Further study of basin structure and facies evolution is necessary and ongoing, particularly in relation to linking the analyzed sites here to the wider outcrop belt. For example, a previously described “mass-flow” facies (Gehling and Droser 2013) was not recognized in this study, but matches the ball-and-pillow structures described in our Facies 4 (Fig. 12A, B, G) (Gehling and Droser 2013). This mass-flow facies reportedly includes out of situ Nasepia, Pteridinium, and Rangea (Gehling and Droser 2013; Laflamme et al. 2018), in addition to detached, folded and stretched Dickinsonia, deformation of which is suggested to have occurred during transportation (Evans et al. 2019). The apparent correlation of deformed horizons between the studied sites here suggests that deformation occurred shortly after deposition, and might have had a seismic trigger (Fig. 23) (e.g., Davies et al. 2005; Owen et al. 2011). However, we are not presently able to determine if this correlation can be extrapolated to the Nilpena site from which the mass-flow facies is most commonly described (Gehling and Droser 2013; Tarhan et al. 2017; Evans et al. 2019). Whilst some fossils at that location have evidently undergone transportation from their life position (Gehling and Droser 2013; Laflamme et al. 2018; Evans et al. 2019), the proposed sub-storm-wave base canyon model for the mass flow events (Gehling and Droser 2013; Tarhan et al. 2017; Droser et al. 2019) is difficult to reconcile with the sequence-stratigraphic framework suggested here. As the sudden liquefaction of large masses of sand is a common phenomenon in a number of paralic environments (e.g., Lowe and Guy 2000; Van den Berg et al. 2002), it is possible that any mass-flow events preserved across the outcrop belt also occurred at more reduced water depths, a speculation that requires future testing.

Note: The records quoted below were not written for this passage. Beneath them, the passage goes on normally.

pub mod daily_factor;
pub mod forex_tester;
pub mod intraday_factor;
pub mod price;

use crate::cli::InstrumentArgs;
use crate::error::{Error, Result};
use crate::models::{AppConfig, AssetClassDirs, Universe};
use crate::services::BatchStats;
use crate::utils::get_data_dir;
use std::path::PathBuf;
use tracing_subscriber::EnvFilter;

/// Install the fmt subscriber; `RUST_LOG` wins over `--debug`
pub fn init_logging(debug: bool) {
    let fallback = if debug { "debug" } else { "info" };
    let _ = tracing_subscriber::fmt()
        .with_env_filter(
            EnvFilter::try_from_default_env().unwrap_or_else(|_| EnvFilter::new(fallback)),
        )
        .with_target(false)
        .try_init();
}

/// Instruments and folders resolved from the command line and config file
#[derive(Debug, Clone)]
pub struct RunContext {
    pub universe: Universe,
    pub dirs: AssetClassDirs,
    pub indir: Option<PathBuf>,
    pub outdir: Option<PathBuf>,
}

impl RunContext {
    pub fn resolve(args: &InstrumentArgs) -> Result<Self> {
        let config = match &args.config {
            Some(path) => AppConfig::from_file(path)?,
            None => AppConfig::default(),
        };

        let universe = match (&args.ticker, &args.universe) {
            (Some(ticker), _) => Universe::single(ticker),
            (None, Some(name)) => Universe::from_file(config.resolve_universe(name))?,
            (None, None) => {
                return Err(Error::Config(
                    "Either --ticker or --universe must be given".to_string(),
                ))
            }
        };

        let dirs = match &args.asset_class {
            Some(name) => config.asset_class(name)?.clone(),
            None => AssetClassDirs::default(),
        };

        Ok(Self {
            universe,
            dirs,
            indir: args.indir.clone(),
            outdir: args.outdir.clone(),
        })
    }

    pub fn tickers(&self) -> &[String] {
        &self.universe.tickers
    }
}

/// Explicit flag, then asset-class folder, then `<data dir>/<fallback>`
pub fn pick_dir(explicit: &Option<PathBuf>, configured: &Option<PathBuf>, fallback: &str) -> PathBuf {
    explicit
        .clone()
        .or_else(|| configured.clone())
        .unwrap_or_else(|| get_data_dir().join(fallback))
}

/// Resolve the run context or exit with a configuration error
pub fn resolve_or_exit(args: &InstrumentArgs) -> RunContext {
    match RunContext::resolve(args) {
        Ok(ctx) => ctx,
        Err(e) => {
            eprintln!("❌ {}", e);
            std::process::exit(1);
        }
    }
}

pub fn print_summary(action: &str, stats: &BatchStats) {
    println!("\n📊 {} summary:", action);
    println!("   ✅ Successful: {}", stats.successful);
    println!("   📝 Rows written: {}", stats.total_rows);
    if stats.failed > 0 {
        println!("   ❌ Failed: {}", stats.failed);
        for (ticker, error) in &stats.failures {
            println!("      {} - {}", ticker, error);
        }
    }
    println!("   ⏱️  Took {:.2}s", stats.elapsed.as_secs_f64());
}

Other revisions to particular sedimentary facies in this study also provide a more parsimonious regional sequence stratigraphic model for Rawnsley Quartzite deposition (Fig. 23). For example, Reid et al. (2020, p. 333) highlighted that the deposition of their “CLS” facies (formerly sheet flow; Gehling and Droser 2013) in settings beneath maximum wave base did “not account for the rapid base level fluctuations required to increase water depth sufficiently” to enable deposition of their intercalated shallow marine facies (their CS, ORS, and CFRS). Our revised interpretation of CLS as a lower-shoreface deposit (Facies 5) readily accounts for its centimeter-scale intercalation with other shallow-marine deposits.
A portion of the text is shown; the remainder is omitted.